When the defense learns of and intends to use classified information at trial or during a hearing, CIPA's framework under Sections 5 and 6 is triggered. First, the defendant must give notice to the government pursuant to Section 5 by providing a "a brief description of the classified information" that the defendant intends to elicit. 18 U.S.C. App. III § 5. "The Section 5(a) notice requires that the defendant state, with particularity, which items of classified information entrusted to him he reasonably expects will be revealed by his defense in this particular case." *United States v. Schulte*, No. 17-CR-548 (JMF), 2022 WL 1639282, at \*1 (S.D.N.Y. May 24, 2022) (internal citations and quotations omitted). Such notice must occur, absent a separate deadline set by the Court, either 30 days before trial, or, "[w]henever a defendant learns of additional classified information he reasonably expects to disclose at any such proceeding, he shall notify the attorney for the United States and the court in writing as soon as possible thereafter." 18 U.S.C. App. III § 5.

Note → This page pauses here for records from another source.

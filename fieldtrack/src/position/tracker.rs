//! Position tracker - the single authority on where the device is.
//!
//! The tracker registers itself as the [`FixSink`] of a [`PositionSource`],
//! turns raw callbacks into immutable [`PositionSample`] snapshots, derives
//! the [`FixState`] and fans every update out to its subscribers.
//!
//! # Fan-out
//!
//! Subscribers are notified synchronously, on whatever context the source
//! delivers callbacks on, in subscription order. The subscriber list is
//! snapshotted before iterating, so listeners may subscribe or unsubscribe
//! from inside a callback. Listeners must return quickly: a slow listener
//! delays every listener behind it.
//!
//! Async consumers can use [`PositionTracker::updates`] instead, which
//! broadcasts the same samples over a tokio channel.
//!
//! # Fix staleness
//!
//! A fix is considered current while status events keep arriving. Once the
//! staleness window (3 seconds by default) passes without a status event,
//! [`PositionTracker::has_fix`] reports false even if the stored flag was set.

use std::sync::atomic::{AtomicBool, Ordering};
use std::sync::Arc;
use std::time::{Duration, Instant};

use parking_lot::{Mutex, RwLock};
use tokio::sync::broadcast;

use super::source::{FixSink, PositionSource, SourceError};
use super::state::{FixState, GpsEvent, PositionSample, RawFix};

/// Default staleness window for the fix state.
pub const DEFAULT_STALENESS_WINDOW: Duration = Duration::from_secs(3);

/// Subscriber of tracker updates.
pub trait PositionListener: Send + Sync {
    /// A new position was published.
    fn on_position(&self, sample: &Arc<PositionSample>);

    /// The fix state was recomputed after a status event.
    fn on_fix_status(&self, has_fix: bool);
}

/// Configuration for the position tracker.
#[derive(Debug, Clone)]
pub struct TrackerConfig {
    /// How long a fix stays current without status events.
    pub staleness_window: Duration,

    /// Capacity of the broadcast channel behind [`PositionTracker::updates`].
    pub broadcast_capacity: usize,
}

impl Default for TrackerConfig {
    fn default() -> Self {
        Self {
            staleness_window: DEFAULT_STALENESS_WINDOW,
            broadcast_capacity: 16,
        }
    }
}

/// Timing state behind the fix flag.
#[derive(Debug, Default)]
struct FixClock {
    /// Raw flag as last computed from status events.
    has_fix: bool,

    /// When the last fix arrived.
    last_fix_at: Option<Instant>,

    /// When the last status event arrived.
    last_status_at: Option<Instant>,
}

struct TrackerInner {
    source: Arc<dyn PositionSource>,
    config: TrackerConfig,
    listeners: RwLock<Vec<Arc<dyn PositionListener>>>,
    /// Latest sample, replaced wholesale on every fix.
    current: RwLock<Option<Arc<PositionSample>>>,
    clock: Mutex<FixClock>,
    listening: AtomicBool,
    broadcast_tx: broadcast::Sender<Arc<PositionSample>>,
}

/// Process-wide position coordinator.
///
/// Cheap to clone; clones share the same state.
#[derive(Clone)]
pub struct PositionTracker {
    inner: Arc<TrackerInner>,
}

impl PositionTracker {
    /// Create a tracker over `source` with default configuration.
    ///
    /// The tracker does not listen until [`start_listening`](Self::start_listening).
    pub fn new(source: Arc<dyn PositionSource>) -> Self {
        Self::with_config(source, TrackerConfig::default())
    }

    /// Create with custom configuration.
    pub fn with_config(source: Arc<dyn PositionSource>, config: TrackerConfig) -> Self {
        let (broadcast_tx, _) = broadcast::channel(config.broadcast_capacity.max(1));
        Self {
            inner: Arc::new(TrackerInner {
                source,
                config,
                listeners: RwLock::new(Vec::new()),
                current: RwLock::new(None),
                clock: Mutex::new(FixClock::default()),
                listening: AtomicBool::new(false),
                broadcast_tx,
            }),
        }
    }

    /// Add a subscriber. Adding the same handle twice has no effect.
    ///
    /// Returns true if the listener was added.
    pub fn subscribe(&self, listener: Arc<dyn PositionListener>) -> bool {
        let mut listeners = self.inner.listeners.write();
        if listeners.iter().any(|l| same_listener(l, &listener)) {
            return false;
        }
        listeners.push(listener);
        true
    }

    /// Remove a subscriber. Removing an unknown handle has no effect.
    ///
    /// Returns true if the listener was removed.
    pub fn unsubscribe(&self, listener: &Arc<dyn PositionListener>) -> bool {
        let mut listeners = self.inner.listeners.write();
        let before = listeners.len();
        listeners.retain(|l| !same_listener(l, listener));
        listeners.len() != before
    }

    /// Number of registered subscribers.
    pub fn subscriber_count(&self) -> usize {
        self.inner.listeners.read().len()
    }

    /// Subscribe to position updates over a broadcast channel.
    pub fn updates(&self) -> broadcast::Receiver<Arc<PositionSample>> {
        self.inner.broadcast_tx.subscribe()
    }

    /// Start receiving callbacks from the source.
    ///
    /// Does nothing if already listening. A disabled provider is not an
    /// error: the tracker listens and reports [`FixState::Off`] until the
    /// provider is switched on.
    pub fn start_listening(&self) -> Result<(), SourceError> {
        if self.is_listening() {
            return Ok(());
        }

        let source = &self.inner.source;
        if !source.is_enabled() {
            tracing::warn!(source = source.name(), "Position provider is disabled");
        }

        let sink: Arc<dyn FixSink> = self.inner.clone();
        source.start(sink)?;

        *self.inner.clock.lock() = FixClock::default();
        self.inner.listening.store(true, Ordering::SeqCst);
        tracing::info!(source = source.name(), "Started listening for positions");
        Ok(())
    }

    /// Detach from the source. Safe to call when not listening.
    pub fn stop_listening(&self) {
        self.inner.source.stop();
        let was_listening = self.inner.listening.swap(false, Ordering::SeqCst);
        self.inner.clock.lock().has_fix = false;
        if was_listening {
            tracing::info!(
                source = self.inner.source.name(),
                "Stopped listening for positions"
            );
        }
    }

    /// Returns true while attached to the source.
    pub fn is_listening(&self) -> bool {
        self.inner.listening.load(Ordering::SeqCst)
    }

    /// Whether the underlying provider is switched on.
    pub fn is_provider_enabled(&self) -> bool {
        self.inner.source.is_enabled()
    }

    /// Latest published sample, if any fix ever arrived.
    pub fn current_position(&self) -> Option<Arc<PositionSample>> {
        self.inner.current.read().clone()
    }

    /// Current fix state.
    pub fn fix_state(&self) -> FixState {
        self.inner.fix_state()
    }

    /// Returns true if the fix state is [`FixState::Fix`] and not stale.
    pub fn has_fix(&self) -> bool {
        self.fix_state() == FixState::Fix
    }

    /// Snapshot of the subscriber list, used to carry subscribers over
    /// when a dead tracker is replaced.
    pub(super) fn listeners_snapshot(&self) -> Vec<Arc<dyn PositionListener>> {
        self.inner.listeners.read().clone()
    }
}

impl TrackerInner {
    fn fix_state(&self) -> FixState {
        if !self.listening.load(Ordering::SeqCst) || !self.source.is_enabled() {
            return FixState::Off;
        }

        let clock = self.clock.lock();
        let fresh = clock
            .last_status_at
            .is_some_and(|at| at.elapsed() <= self.config.staleness_window);

        if clock.has_fix && fresh {
            FixState::Fix
        } else {
            FixState::ListeningNoFix
        }
    }

    fn notify_position(&self, sample: &Arc<PositionSample>) {
        let listeners = self.listeners.read().clone();
        for listener in &listeners {
            listener.on_position(sample);
        }
        // No receivers is fine
        let _ = self.broadcast_tx.send(Arc::clone(sample));
    }

    fn notify_status(&self, has_fix: bool) {
        let listeners = self.listeners.read().clone();
        for listener in &listeners {
            listener.on_fix_status(has_fix);
        }
    }
}

impl FixSink for TrackerInner {
    fn on_fix(&self, fix: Option<RawFix>) {
        let Some(fix) = fix else {
            tracing::trace!("Ignoring position callback without a fix");
            return;
        };

        self.clock.lock().last_fix_at = Some(Instant::now());

        let sample = {
            let mut current = self.current.write();
            let previous = current.as_ref().map(|s| s.fix);
            let sample = Arc::new(PositionSample::new(fix, previous));
            *current = Some(Arc::clone(&sample));
            sample
        };

        tracing::trace!(
            lat = format!("{:.6}", fix.latitude),
            lon = format!("{:.6}", fix.longitude),
            "Position update"
        );
        self.notify_position(&sample);
    }

    fn on_status(&self, event: GpsEvent) {
        {
            let mut clock = self.clock.lock();
            let now = Instant::now();
            match event {
                GpsEvent::FirstFix => {
                    tracing::info!(source = self.source.name(), "First fix");
                    clock.has_fix = true;
                }
                GpsEvent::SatelliteStatus => {
                    if self.current.read().is_some() {
                        clock.has_fix = clock.last_fix_at.is_some_and(|at| {
                            now.duration_since(at) < self.config.staleness_window
                        });
                    }
                }
                GpsEvent::Stopped => {
                    tracing::warn!(
                        source = self.source.name(),
                        "Position source stopped by the platform"
                    );
                    clock.has_fix = false;
                    self.listening.store(false, Ordering::SeqCst);
                }
            }
            clock.last_status_at = Some(now);
        }

        let has_fix = self.fix_state() == FixState::Fix;
        self.notify_status(has_fix);
    }
}

/// Compare listener handles by the object they point to.
fn same_listener(a: &Arc<dyn PositionListener>, b: &Arc<dyn PositionListener>) -> bool {
    std::ptr::addr_eq(Arc::as_ptr(a), Arc::as_ptr(b))
}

After the defense files its Section 5 notice, then the burden turns to the government to move under Section 6(a) of CIPA for a hearing to determine the "'use, relevance, or admissibility'" of the classified information identified in the defendant's Section 5 notice. *See Schulte*, 2022 WL 1639282, at \*1. If the Court decides that the information sought to be elicited by the defense is relevant and admissible, then the government can move under Section 6(c) of CIPA for substitution of the information.
### II. MR. GUO'S SECTION 5 NOTICE IS TIMELY
The government's contention that Mr. Guo's Section 5 notice is untimely misconstrues the timeline of events. The government argues that CIPA requires disclosure of classified information that the defense intends to use 30 days before trial. The government ignores, however, that the same provision of Section 5 states that "[w]henever a defendant learns of additional classified information he reasonably expects to disclose at any such proceeding, he shall notify the attorney for the United States and the court in writing as soon as possible thereafter." 18 U.S.C. App. III § 5.
That is precisely what occurred here. Mr. Guo's counsel did not know that any classified information was at issue with respect to Witness-2 until after they reviewed Witness-2's § 3500 material, and then, within days after that, defense counsel provided notice to the government, the CISO and the Court. In other words, Mr. Guo did provide Section 5 notice "as soon as possible" after he learned that there was classified information that he may need to elicit at trial.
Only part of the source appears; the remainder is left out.